Dans les 2 cas rapportés, nous avons trouvé des patients présentant des douleurs articulaires clairement inflammatoires, avec présence d’un nombre élevé d’articulations gonflées et douloureuses et avec des résultats de tests paracliniques compatibles avec une polyarthrite rhumatoïde. Le diagnostic de chaque cas est clair, étant donné leur présentation floride ; cependant, la particularité clinique qui nous a motivés à publier ces cas réside dans le fait que les patientes ont commencé leurs symptômes alors qu’elles étaient enceintes, une situation très peu fréquente dans la pratique clinique, sans que nous ayons pu identifier d’autres rapports de cas similaires d’apparition de la polyarthrite rhumatoïde pendant la grossesse. Lorsque nous avons effectué la recherche documentaire, nous avons trouvé 3 cas de maladie de Still à l’âge adulte qui commencent pendant la période de gestation,6-8 mais aucun cas de polyarthrite rhumatoïde.
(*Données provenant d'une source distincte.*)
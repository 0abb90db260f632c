use crate::order::state::OrderState;
use apex_integration::error::SocketError;
use thiserror::Error;

/// Errors raised by the order lifecycle engine and order routing.
#[derive(Debug, Error)]
pub enum ExecutionError {
    #[error("cannot send order in state {0}, must be init")]
    SendInvalidState(OrderState),

    #[error("invalid order parameters: {0}")]
    InvalidParams(String),

    #[error("invalid strategy id: {0}")]
    InvalidStrategyId(String),

    #[error("no more order ids available, cannot create order")]
    OrderIdExhausted,

    #[error("gateway connection is down")]
    GatewayDown,

    #[error("cancel failed: {0}")]
    CancelFailed(String),

    #[error("socket error: {0}")]
    Socket(#[from] SocketError),
}
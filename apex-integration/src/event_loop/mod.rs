use crate::time::Time;
use std::time::Duration;

mod backtest;
mod realtime;

pub use backtest::{BacktestEventLoop, BacktestLoopError, BacktestPeriod, EventSource};
pub use realtime::{PanicHandler, RealtimeEventLoop};

/// A function object dispatched onto the event loop, run exactly once.
pub type Task = Box<dyn FnOnce() + Send + 'static>;

/// A timer function. Returning a non-zero [`Duration`] reschedules the timer with that delay;
/// returning [`Duration::ZERO`] retires it.
pub type TimerTask = Box<dyn FnMut() -> Duration + Send + 'static>;

/// The single-threaded cooperative scheduler on which all strategy, order, market-data and
/// matching logic runs.
///
/// Two implementations exist behind this contract:
/// * [`RealtimeEventLoop`] - owns one OS thread; used in live and paper modes.
/// * [`BacktestEventLoop`] - no thread; virtual time driven by [`EventSource`]s.
///
/// Strategy code must not know which one it is running on.
pub trait EventLoop: Send + Sync {
    /// Run `task` on the loop thread, FIFO with respect to other dispatched tasks.
    fn dispatch_boxed(&self, task: Task);

    /// Run `task` after `delay`. A non-zero return value reschedules with that delay.
    fn dispatch_timer_boxed(&self, delay: Duration, task: TimerTask);

    /// Whether the calling thread is the event-loop thread.
    fn this_thread_is_ev(&self) -> bool;

    /// The authoritative "now": wall clock in live/paper, virtual time in backtest.
    fn time(&self) -> Time;

    /// Block until the loop has drained and exited. Must not be called from the loop thread.
    fn sync_stop(&self);
}

/// Closure-friendly sugar over the object-safe [`EventLoop`] core.
pub trait EventLoopExt: EventLoop {
    fn dispatch<F>(&self, f: F)
    where
        F: FnOnce() + Send + 'static,
    {
        self.dispatch_boxed(Box::new(f))
    }

    fn dispatch_timer<F>(&self, delay: Duration, f: F)
    where
        F: FnMut() -> Duration + Send + 'static,
    {
        self.dispatch_timer_boxed(delay, Box::new(f))
    }
}

impl<T: EventLoop + ?Sized> EventLoopExt for T {}
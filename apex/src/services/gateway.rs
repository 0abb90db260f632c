use crate::error::ApexError;
use apex_execution::{client::gateway::GatewayClientSession, service::OrderService};
use apex_instrument::exchange::ExchangeId;
use apex_integration::{
    config::Config,
    event_loop::EventLoop,
    reactor::Reactor,
};
use fnv::FnvHashMap;
use parking_lot::Mutex;
use std::{str::FromStr, sync::Arc};
use tracing::warn;

/// Holds the gateway client connections of a strategy process, one per venue.
///
/// Configured from `services.gateways`, a list of `{host, port, provides}` entries where
/// `provides` names the exchange the gateway fronts.
pub struct GatewayService {
    reactor: Option<Arc<Reactor>>,
    evloop: Arc<dyn EventLoop>,
    order_service: Arc<OrderService>,
    sessions: Mutex<FnvHashMap<ExchangeId, Arc<GatewayClientSession>>>,
    default_session: Mutex<Option<Arc<GatewayClientSession>>>,
}

impl std::fmt::Debug for GatewayService {
    fn fmt(&self, f: &mut std::fmt::Formatter<'_>) -> std::fmt::Result {
        f.debug_struct("GatewayService")
            .field("sessions", &self.sessions.lock().len())
            .finish()
    }
}

impl GatewayService {
    pub fn new(
        config: &Config,
        reactor: Option<Arc<Reactor>>,
        evloop: Arc<dyn EventLoop>,
        order_service: Arc<OrderService>,
    ) -> Result<Arc<Self>, ApexError> {
        let service = Arc::new(Self {
            reactor,
            evloop,
            order_service,
            sessions: Mutex::new(FnvHashMap::default()),
            default_session: Mutex::new(None),
        });

        if config.is_empty() {
            warn!("no gateways configured");
            return Ok(service);
        }

        for index in 0..config.array_len() {
            let gateway_config = config.array_item(index)?;
            let host = gateway_config.get_string("host")?;
            let port = gateway_config.get_uint("port")? as u16;
            let provides = gateway_config.get_string("provides")?;

            let exchange = ExchangeId::from_str(&provides)
                .map_err(|error| ApexError::BadConfig(error.to_string()))?;

            if service.sessions.lock().contains_key(&exchange) {
                return Err(ApexError::BadConfig(format!(
                    "multiple gateways configured for exchange {provides:?}"
                )));
            }

            let session = service.create_session(&host, port)?;
            service.sessions.lock().insert(exchange, session);
        }

        Ok(service)
    }

    fn create_session(
        &self,
        host: &str,
        port: u16,
    ) -> Result<Arc<GatewayClientSession>, ApexError> {
        let Some(reactor) = self.reactor.as_ref() else {
            return Err(ApexError::BadConfig(
                "gateway connections are not available in backtest mode".into(),
            ));
        };

        let session = GatewayClientSession::new(
            host,
            port,
            Arc::clone(&self.evloop),
            Arc::clone(reactor),
            Arc::clone(&self.order_service),
        );
        session.start_connecting();
        Ok(session)
    }

    /// The session fronting `exchange`, falling back to the default gateway if set.
    pub fn find_session(&self, exchange: ExchangeId) -> Option<Arc<GatewayClientSession>> {
        self.sessions
            .lock()
            .get(&exchange)
            .cloned()
            .or_else(|| self.default_session.lock().clone())
    }

    /// Point the default gateway at a local port; convenient for embedded setups where the
    /// listen port is discovered at runtime.
    pub fn set_default_gateway(&self, port: u16) -> Result<(), ApexError> {
        let session = self.create_session("127.0.0.1", port)?;
        *self.default_session.lock() = Some(session);
        Ok(())
    }
}
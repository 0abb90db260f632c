use serde::{Deserialize, Serialize};
use std::{fmt::Display, str::FromStr};
use thiserror::Error;

/// Unique identifier for an execution venue.
///
/// ### Notes
/// A venue may have a distinct server for different [`InstrumentKinds`](crate::instrument::InstrumentKind).
/// For example, Binance spot and Binance USD-margined futures have distinct APIs, and are
/// therefore represented as unique variants.
#[derive(
    Debug, Copy, Clone, Eq, PartialEq, Ord, PartialOrd, Hash, Deserialize, Serialize,
)]
#[serde(rename_all = "snake_case")]
pub enum ExchangeId {
    /// In-process simulated venue, used by paper-trading and backtests.
    Simulated,
    Binance,
    BinanceFuturesUsd,
    BinanceFuturesCoin,
}

impl ExchangeId {
    /// Return the &str representation of this [`ExchangeId`].
    ///
    /// These names are stable: they appear in wire messages, tick-file directory layouts and
    /// persisted position records.
    pub fn as_str(&self) -> &'static str {
        match self {
            ExchangeId::Simulated => "simulated",
            ExchangeId::Binance => "binance",
            ExchangeId::BinanceFuturesUsd => "binance_futures_usd",
            ExchangeId::BinanceFuturesCoin => "binance_futures_coin",
        }
    }
}

impl Display for ExchangeId {
    fn fmt(&self, f: &mut std::fmt::Formatter<'_>) -> std::fmt::Result {
        write!(f, "{}", self.as_str())
    }
}

#[derive(Debug, Clone, Error)]
#[error("unknown ExchangeId: {0}")]
pub struct ParseExchangeIdError(pub String);

impl FromStr for ExchangeId {
    type Err = ParseExchangeIdError;

    fn from_str(s: &str) -> Result<Self, Self::Err> {
        match s {
            "simulated" => Ok(ExchangeId::Simulated),
            "binance" => Ok(ExchangeId::Binance),
            "binance_futures_usd" => Ok(ExchangeId::BinanceFuturesUsd),
            "binance_futures_coin" => Ok(ExchangeId::BinanceFuturesCoin),
            other => Err(ParseExchangeIdError(other.to_string())),
        }
    }
}

#[cfg(test)]
mod tests {
    use super::*;

    #[test]
    fn test_exchange_id_str_round_trip() {
        for exchange in [
            ExchangeId::Simulated,
            ExchangeId::Binance,
            ExchangeId::BinanceFuturesUsd,
            ExchangeId::BinanceFuturesCoin,
        ] {
            assert_eq!(ExchangeId::from_str(exchange.as_str()).unwrap(), exchange);
        }
    }
}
Les patientes atteintes de polyarthrite rhumatoïde peuvent avoir besoin d’un traitement pharmacologique pendant la grossesse. Dans ce contexte, les options sont limitées non seulement par l’activité de la maladie, mais aussi par les préoccupations liées à la toxicité fœtale.9,10 Les médicaments les plus fréquemment utilisés pour le traitement de la polyarthrite rhumatoïde peuvent être répartis en 4 catégories en fonction de leur risque pour le développement fœtal :

  • Médicaments présentant un risque modéré à élevé d’atteinte fœtale : le méthotrexate et le léflunomide se retrouvent dans ce groupe, avec un risque élevé de provoquer des malformations congénitales, telles que des malformations congénitales du système nerveux central, une paralysie cérébrale, des altérations de l’ossification du crâne, des extrémités et du palais, ils doivent donc être évités pendant la conception et la grossesse. Ces médicaments doivent être interrompus au moins 3 mois et 2 ans avant la conception, respectivement, en raison de leur rétention prolongée dans les tissus.11,12

  • Médicaments pouvant être utilisés de manière sélective pendant la grossesse : ce groupe comprend les glucocorticoïdes tels que la prednisone, la prednisolone et la méthylprednisolone, qui traversent le placenta en faibles concentrations et sont relativement sûrs pour leur utilisation pendant la grossesse lorsqu’ils sont utilisés à faibles doses.24 Les anti-inflammatoires non stéroïdiens peuvent être utilisés en toute sécurité pendant la grossesse, moyennant certaines considérations, comme le fait de les éviter pendant la période précédant la conception et au début de la grossesse, car ils peuvent interférer avec l’implantation de l’embryon ; de même, ils doivent être évités au cours du troisième trimestre en raison du risque de fermeture prématurée du canal artériel.25,26 Les inhibiteurs du facteur de nécrose tumorale peuvent également être utilisés de manière élective, car il a été déterminé que le risque de malformations congénitales chez les patients exposés à ce type de médicaments est faible.27,28

  • Risque minimal pour le fœtus et la mère : il s’agit de médicaments qui peuvent être utilisés pendant la grossesse ; l’hydroxychloroquine et la sulfazalazine en font partie. L’azathioprine, le médicament antirhumatismal le plus utilisé dans le lupus et d’autres maladies du tissu conjonctif est également inclus dans ce groupe.21,29

  • Risque inconnu : dans ce groupe se trouvent les médicaments pour lesquels les tests relatifs aux risques sont insuffisants, et comprend certains agents biologiques, pour lesquels leur continuité pendant la grossesse doit être convenue avec la mère, qui doit recevoir des informations sur les risques potentiels de ce médicament en cas de décision de le poursuivre pendant la grossesse. Le rituximab, l’abatacept, le tocilizumab et le tofacitinib se retrouvent dans ce groupe.30

Conclusion

Nous rapportons deux cas distincts d’apparition d’une polyarthrite rhumatoïde au cours des deuxième et troisième trimestres de la grossesse, un phénomène inhabituel en pratique clinique, sans trouver d’autres rapports de cas similaires dans la littérature.

Conflit d’intérêts

Les auteurs déclarent ne pas avoir de conflit d’intérêts.